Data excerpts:
######

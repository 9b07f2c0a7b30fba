//! VaultClient and SecretsManager against a local HTTP vault.

use std::collections::HashMap;
use std::sync::atomic::{AtomicUsize, Ordering};
use std::sync::Arc;

use agentdesk_core::config::{SecretFallbacks, SecretsConfig};
use agentdesk_core::error::SecretError;
use agentdesk_core::secrets::{SecretStore, SecretsManager, VaultClient};
use axum::extract::{Path, Query, State};
use axum::http::{HeaderMap, StatusCode};
use axum::response::IntoResponse;
use axum::routing::get;
use axum::{Json, Router};
use serde_json::json;

#[derive(Default)]
struct Vault {
    hits: AtomicUsize,
}

fn authorized(headers: &HeaderMap) -> bool {
    headers.get("x-service").and_then(|v| v.to_str().ok()) == Some("graphaiserver-service")
        && headers.get("x-token").and_then(|v| v.to_str().ok()) == Some("tok")
}

async fn secret(
    State(vault): State<Arc<Vault>>,
    headers: HeaderMap,
    Path((project, key)): Path<(String, String)>,
) -> impl IntoResponse {
    vault.hits.fetch_add(1, Ordering::SeqCst);
    if !authorized(&headers) {
        return (StatusCode::UNAUTHORIZED, Json(json!({"detail": "bad token"})));
    }
    match (project.as_str(), key.as_str()) {
        ("proj", "OPENAI_API_KEY") => (StatusCode::OK, Json(json!({"value": "sk-vault"}))),
        ("broken", _) => (StatusCode::INTERNAL_SERVER_ERROR, Json(json!({}))),
        _ => (StatusCode::NOT_FOUND, Json(json!({"detail": "missing"}))),
    }
}

async fn secrets(Query(query): Query<HashMap<String, String>>) -> Json<serde_json::Value> {
    match query.get("project").map(String::as_str) {
        Some("proj") => Json(json!([
            {"key": "OPENAI_API_KEY", "value": "sk-vault"},
            {"key": "GROQ_API_KEY", "value": "gsk-vault"}
        ])),
        _ => Json(json!([])),
    }
}

async fn default_project() -> Json<serde_json::Value> {
    Json(json!({"name": "proj"}))
}

async fn spawn_vault() -> (String, Arc<Vault>) {
    let vault = Arc::new(Vault::default());
    let app = Router::new()
        .route("/api/secrets/{project}/{key}", get(secret))
        .route("/api/secrets", get(secrets))
        .route("/projects/default", get(default_project))
        .with_state(vault.clone());

    let listener = tokio::net::TcpListener::bind("127.0.0.1:0").await.unwrap();
    let addr = listener.local_addr().unwrap();
    tokio::spawn(async move {
        axum::serve(listener, app).await.unwrap();
    });
    (format!("http://{}", addr), vault)
}

#[tokio::test]
async fn test_get_secret_sends_identity_headers() {
    let (base, _) = spawn_vault().await;
    let client = VaultClient::new(&base, "graphaiserver-service", "tok").unwrap();
    assert_eq!(client.get_secret("proj", "OPENAI_API_KEY").await.unwrap(), "sk-vault");

    let wrong = VaultClient::new(&base, "graphaiserver-service", "nope").unwrap();
    let err = wrong.get_secret("proj", "OPENAI_API_KEY").await.unwrap_err();
    assert_eq!(
        err,
        SecretError::StoreUnreachable {
            message: "Failed to get secret 'OPENAI_API_KEY': HTTP 401".to_string(),
            status: Some(401),
        }
    );
}

#[tokio::test]
async fn test_get_secret_status_mapping() {
    let (base, _) = spawn_vault().await;
    let client = VaultClient::new(&base, "graphaiserver-service", "tok").unwrap();

    let err = client.get_secret("proj", "GROQ_API_KEY").await.unwrap_err();
    assert_eq!(err.to_string(), "Secret 'GROQ_API_KEY' not found in project 'proj'");

    let err = client.get_secret("broken", "OPENAI_API_KEY").await.unwrap_err();
    assert!(matches!(err, SecretError::StoreUnreachable { status: Some(500), .. }));
}

#[tokio::test]
async fn test_bulk_and_default_project() {
    let (base, _) = spawn_vault().await;
    let client = VaultClient::new(&base, "graphaiserver-service", "tok").unwrap();

    let all = client.get_secrets("proj").await.unwrap();
    assert_eq!(all.len(), 2);
    assert_eq!(all["GROQ_API_KEY"], "gsk-vault");
    assert_eq!(client.get_default_project().await.unwrap(), "proj");
}

#[tokio::test]
async fn test_unreachable_vault_uses_fallback() {
    let listener = tokio::net::TcpListener::bind("127.0.0.1:0").await.unwrap();
    let addr = listener.local_addr().unwrap();
    drop(listener);

    let config = SecretsConfig {
        vault_enabled: true,
        vault_base_url: format!("http://{}", addr),
        service_token: "tok".to_string(),
        default_project: Some("proj".to_string()),
        fallbacks: SecretFallbacks::from_lookup(|name| {
            (name == "OPENAI_API_KEY").then(|| "sk-env".to_string())
        }),
        ..SecretsConfig::default()
    };
    let manager = SecretsManager::from_config(&config);
    assert!(manager.vault_enabled());
    assert_eq!(manager.get_secret("OPENAI_API_KEY", None).await.unwrap(), "sk-env");
    assert!(matches!(
        manager.get_secret("GROQ_API_KEY", None).await,
        Err(SecretError::NotFound { .. })
    ));
}

#[tokio::test]
async fn test_manager_caches_vault_values() {
    let (base, vault) = spawn_vault().await;
    let config = SecretsConfig {
        vault_enabled: true,
        vault_base_url: base,
        service_token: "tok".to_string(),
        ..SecretsConfig::default()
    };
    let manager = SecretsManager::from_config(&config);

    assert_eq!(manager.default_project().await, "proj");
    assert_eq!(manager.get_secret("OPENAI_API_KEY", None).await.unwrap(), "sk-vault");
    assert_eq!(manager.get_secret("OPENAI_API_KEY", None).await.unwrap(), "sk-vault");
    assert_eq!(vault.hits.load(Ordering::SeqCst), 1);

    manager.clear_cache(Some("proj"));
    manager.get_secret("OPENAI_API_KEY", None).await.unwrap();
    assert_eq!(vault.hits.load(Ordering::SeqCst), 2);
}
//! Per-project TTL cache for vault secrets.
//!
//! Two-level map `project -> key -> entry`. An entry is served only while
//! `now - fetched_at < ttl`; an expired entry is replaced by the next
//! write-through, never merged. Timestamps use `tokio::time::Instant` so the
//! clock can be paused in tests.

use std::collections::HashMap;
use std::sync::RwLock;
use std::time::Duration;

use tokio::time::Instant;

#[derive(Debug, Clone)]
struct CacheEntry {
    value: String,
    fetched_at: Instant,
}

impl CacheEntry {
    fn is_fresh(&self, ttl: Duration, now: Instant) -> bool {
        now.saturating_duration_since(self.fetched_at) < ttl
    }
}

/// Process-wide secret cache. Each operation takes the lock once, so a reader
/// never observes a half-written entry.
pub struct SecretCache {
    ttl: Duration,
    projects: RwLock<HashMap<String, HashMap<String, CacheEntry>>>,
}

impl SecretCache {
    pub fn new(ttl: Duration) -> Self {
        Self {
            ttl,
            projects: RwLock::new(HashMap::new()),
        }
    }

    pub fn ttl(&self) -> Duration {
        self.ttl
    }

    /// Fresh value for `(project, key)`, if any.
    pub fn get(&self, project: &str, key: &str) -> Option<String> {
        let now = Instant::now();
        self.projects
            .read()
            .ok()?
            .get(project)?
            .get(key)
            .filter(|entry| entry.is_fresh(self.ttl, now))
            .map(|entry| entry.value.clone())
    }

    /// Write-through insert stamped with the current time.
    pub fn insert(&self, project: &str, key: &str, value: String) {
        let entry = CacheEntry {
            value,
            fetched_at: Instant::now(),
        };
        if let Ok(mut projects) = self.projects.write() {
            projects
                .entry(project.to_string())
                .or_default()
                .insert(key.to_string(), entry);
        }
    }

    /// Insert a whole batch for one project under a single lock.
    pub fn insert_all<'a>(
        &self,
        project: &str,
        values: impl IntoIterator<Item = (&'a String, &'a String)>,
    ) {
        let now = Instant::now();
        if let Ok(mut projects) = self.projects.write() {
            let submap = projects.entry(project.to_string()).or_default();
            for (key, value) in values {
                submap.insert(
                    key.clone(),
                    CacheEntry {
                        value: value.clone(),
                        fetched_at: now,
                    },
                );
            }
        }
    }

    /// Drop one project's entries, or everything when `project` is `None`.
    pub fn clear(&self, project: Option<&str>) {
        if let Ok(mut projects) = self.projects.write() {
            match project {
                Some(project) => {
                    projects.remove(project);
                }
                None => projects.clear(),
            }
        }
    }

    pub fn project_count(&self) -> usize {
        self.projects.read().map(|p| p.len()).unwrap_or(0)
    }
}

######

**About this task:**
In the entries above, find the line holding "pub struct SecretCache" and the line holding "pub fn insert(&self, project: &str, key: &str, value: String)"; print both of them and every line between, exactly, and nothing else.

**Response to the task:**
pub struct SecretCache {
    ttl: Duration,
    projects: RwLock<HashMap<String, HashMap<String, CacheEntry>>>,
}

impl SecretCache {
    pub fn new(ttl: Duration) -> Self {
        Self {
            ttl,
            projects: RwLock::new(HashMap::new()),
        }
    }

    pub fn ttl(&self) -> Duration {
        self.ttl
    }

    /// Fresh value for `(project, key)`, if any.
    pub fn get(&self, project: &str, key: &str) -> Option<String> {
        let now = Instant::now();
        self.projects
            .read()
            .ok()?
            .get(project)?
            .get(key)
            .filter(|entry| entry.is_fresh(self.ttl, now))
            .map(|entry| entry.value.clone())
    }

    /// Write-through insert stamped with the current time.
    pub fn insert(&self, project: &str, key: &str, value: String) {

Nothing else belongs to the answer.